Ich will ja nicht sagen, dass die um längen besser sind, aber sind zwei Alternativen, die noch nicht genannt wurden.
Gruß Race-Kralle


----------



## MTB-News.de




----------



## M4d_K3kz (17. September 2007)

ja genau baugleich .. und es gibt leute die pace fahren und die sind nicht so zufrieden .. u know?


----------



## Racer09 (17. September 2007)

Hepatitis schrieb:


> hm am score würden mich die ritchey parts nerven aber rein emotional gesehn. hat jedes rad an bord. was mich auch nervt ist der übergang oberes "oberrohr" auf sattelrohr: sieht das immer so aus mit der zusatzmatte oder wird das in serie anders?
> 
> lefty ist wohl derzeit mit das mass der dinge was gabelhersteller auffahren können. was nachteilig ist ist die optik. die dt bleibt wohl noch einige zeit ein rätsel, bis langzeitergebnisse vorliegen.



Weiß nicht ob jedes dritte Rad die WCS Carbonparts drauf hat , wenn eher Alu WCS. Von wegen der Carbonoptik, finde sie gerade so geil, ehrlich nicht noch extra ne Sichtschicht drauf, sehr technisch und sieht in Natura richtig geil aus. Und zur Gabel, bis jetzt kann die neue DT wohl noch keiner von uns wirklich beurteilen, also erstmal Ball flachhalten. Und zur Lefty gibts noch weitere Nachteile, 1. Optik:kotz: , 2. Auswahl der Naben, 3. Laufradwechsel im Rennen (Werkzeug und fummellei nötig, nein danke). Zudem finde ich das Preis/Leistungsverhältnis bei Cannondale ähnlich bescheiden wie bei Scott.


----------



## Race-Kralle88 (17. September 2007)

Racer09 schrieb:


> [...]Preis ist erstmal nebensächlich. [...].

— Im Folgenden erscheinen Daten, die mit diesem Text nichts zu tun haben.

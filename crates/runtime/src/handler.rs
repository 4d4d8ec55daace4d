//! User-supplied collaborators the scheduler calls into.

use std::marker::PhantomData;

use serde::de::DeserializeOwned;

use batchline_core::{ConsumerError, ConsumerResult, Message};

/// Result of one batch-handler call.
///
/// `failed` holds indices into the batch that was passed in; only those items
/// are retried or dead-lettered. `error` is a batch-level failure: it is
/// logged, but items not listed in `failed` are still treated as succeeded.
#[derive(Debug, Clone, Default, PartialEq, Eq)]
pub struct BatchOutcome {
    pub failed: Vec<usize>,
    pub error: Option<ConsumerError>,
}

impl BatchOutcome {
    /// Every item succeeded.
    pub fn ok() -> Self {
        Self::default()
    }

    pub fn failed(indices: impl IntoIterator<Item = usize>) -> Self {
        Self {
            failed: indices.into_iter().collect(),
            error: None,
        }
    }

    pub fn error(error: ConsumerError) -> Self {
        Self {
            failed: Vec::new(),
            error: Some(error),
        }
    }

    pub fn with_error(mut self, error: ConsumerError) -> Self {
        self.error = Some(error);
        self
    }

    /// No failed items and no batch-level error.
    pub fn is_clean(&self) -> bool {
        self.failed.is_empty() && self.error.is_none()
    }
}

impl From<ConsumerResult<Vec<usize>>> for BatchOutcome {
    fn from(result: ConsumerResult<Vec<usize>>) -> Self {
        match result {
            Ok(failed) => Self::failed(failed),
            Err(err) => Self::error(err),
        }
    }
}

/// Persists a batch and reports which items failed.
///
/// Called repeatedly with disjoint batches; must not keep references to a
/// batch after returning. Runs while the scheduler's buffer lock is held, so
/// it must not call back into the same scheduler.
pub trait BatchHandler<T>: Send + Sync {
    fn handle(&self, batch: &[Message<T>]) -> BatchOutcome;
}

impl<T, F> BatchHandler<T> for F
where
    F: Fn(&[Message<T>]) -> BatchOutcome + Send + Sync,
{
    fn handle(&self, batch: &[Message<T>]) -> BatchOutcome {
        self(batch)
    }
}

/// Turns a raw payload into the item type before buffering.
pub trait Decoder<T>: Send + Sync {
    fn decode(&self, data: &[u8]) -> ConsumerResult<T>;
}

impl<T, F> Decoder<T> for F
where
    F: Fn(&[u8]) -> ConsumerResult<T> + Send + Sync,
{
    fn decode(&self, data: &[u8]) -> ConsumerResult<T> {
        self(data)
    }
}

/// serde_json decoder.
pub struct JsonDecoder<T> {
    _marker: PhantomData<fn() -> T>,
}

impl<T> JsonDecoder<T> {
    pub fn new() -> Self {
        Self {
            _marker: PhantomData,
        }
    }
}

impl<T> Default for JsonDecoder<T> {
    fn default() -> Self {
        Self::new()
    }
}

impl<T> std::fmt::Debug for JsonDecoder<T> {
    fn fmt(&self, f: &mut std::fmt::Formatter<'_>) -> std::fmt::Result {
        f.write_str("JsonDecoder")
    }
}

impl<T: DeserializeOwned> Decoder<T> for JsonDecoder<T> {
    fn decode(&self, data: &[u8]) -> ConsumerResult<T> {
        serde_json::from_slice(data).map_err(|e| ConsumerError::decode(e.to_string()))
    }
}

/// Checks (and may enrich) a message before it is buffered.
pub trait Validator<T>: Send + Sync {
    fn validate(&self, message: &mut Message<T>) -> ConsumerResult<()>;
}

impl<T, F> Validator<T> for F
where
    F: Fn(&mut Message<T>) -> ConsumerResult<()> + Send + Sync,
{
    fn validate(&self, message: &mut Message<T>) -> ConsumerResult<()> {
        self(message)
    }
}

/// Final disposition of a message that failed decoding or validation.
pub trait RejectHandler<T>: Send + Sync {
    fn reject(&self, message: Message<T>, error: &ConsumerError);
}

impl<T, F> RejectHandler<T> for F
where
    F: Fn(Message<T>, &ConsumerError) + Send + Sync,
{
    fn reject(&self, message: Message<T>, error: &ConsumerError) {
        self(message, error)
    }
}

#[cfg(test)]
mod tests {
    use super::*;
    use serde::Deserialize;

    #[derive(Debug, PartialEq, Deserialize)]
    struct Order {
        id: u32,
    }

    #[test]
    fn json_decoder_parses_and_reports_errors() {
        let decoder = JsonDecoder::<Order>::new();
        assert_eq!(decoder.decode(br#"{"id": 4}"#).unwrap(), Order { id: 4 });
        assert!(matches!(decoder.decode(b"nope"), Err(ConsumerError::Decode(_))));
    }

    #[test]
    fn outcome_from_result() {
        let outcome: BatchOutcome = Ok(vec![1, 3]).into();
        assert_eq!(outcome.failed, vec![1, 3]);
        assert!(outcome.error.is_none());

        let outcome: BatchOutcome = Err(ConsumerError::handler("db down")).into();
        assert!(outcome.failed.is_empty());
        assert!(!outcome.is_clean());
        assert!(BatchOutcome::ok().is_clean());
    }

    #[test]
    fn closures_implement_collaborators() {
        let handler = |batch: &[Message<u8>]| BatchOutcome::failed(0..batch.len());
        let batch = vec![Message::new("a"), Message::new("b")];
        assert_eq!(handler.handle(&batch).failed, vec![0, 1]);

        let validator = |m: &mut Message<u8>| -> ConsumerResult<()> {
            if m.data.is_empty() {
                Err(ConsumerError::validation("empty payload"))
            } else {
                m.value = Some(m.data.len() as u8);
                Ok(())
            }
        };
        let mut msg = Message::new("abc");
        validator.validate(&mut msg).unwrap();
        assert_eq!(msg.value, Some(3));
    }
}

Ein gutes Preis-/Leistungsverhältnis gibt es bei den Versendern (z. B. Canyon)
Guck doch mal auf deren Internetseite. Da findest du dann sowohl Hardtails als auch Fullies zu einem super Preis. Der einzige Nachteil entsteht, wenn du am Bike ein Problem hast. Aber die Anschafffungskosten sind super gering. Und schlecht sind die Canyons auf keinen Fall. Vor allem nicht, wenn einem der Preis "egal" ist.
Gruß Race-Kralle


----------



## Racer09 (17. September 2007)

Race-Kralle88 schrieb:


> Ein gutes Preis-/Leistungsverhältnis gibt es bei den Versendern (z. B. Canyon)
> Guck doch mal auf deren Internetseite. Da findest du dann sowohl Hardtails als auch Fullies zu einem super Preis. Der einzige Nachteil entsteht, wenn du am Bike ein Problem hast. Aber die Anschafffungskosten sind super gering. Und schlecht sind die Canyons auf keinen Fall. Vor allem nicht, wenn einem der Preis "egal" ist.
> Gruß Race-Kralle



Geht mir nicht nur drum ein super Preis/Leistungsbike zu kaufen, will nur keins kaufen was voll überzogen ist. Speziell Scott und Cannondale finde ich geht garnicht. Haben ein Wahnsinnspreisgefüge, für was? Für nen Litespeed oder so würd ich auch richtig Flocken auf den Tisch legen, nur nicht für nen Scott oder Cannondale, hab ich einfach ne Antipati gegen und fährt jeder.


----------



## Dr.Dos (17. September 2007)

Warum ein Komplettrad? Du hast so viele traumhafte Teile rumliegen, insbesondere Laufräder... Co-Sponsoring durch KTM?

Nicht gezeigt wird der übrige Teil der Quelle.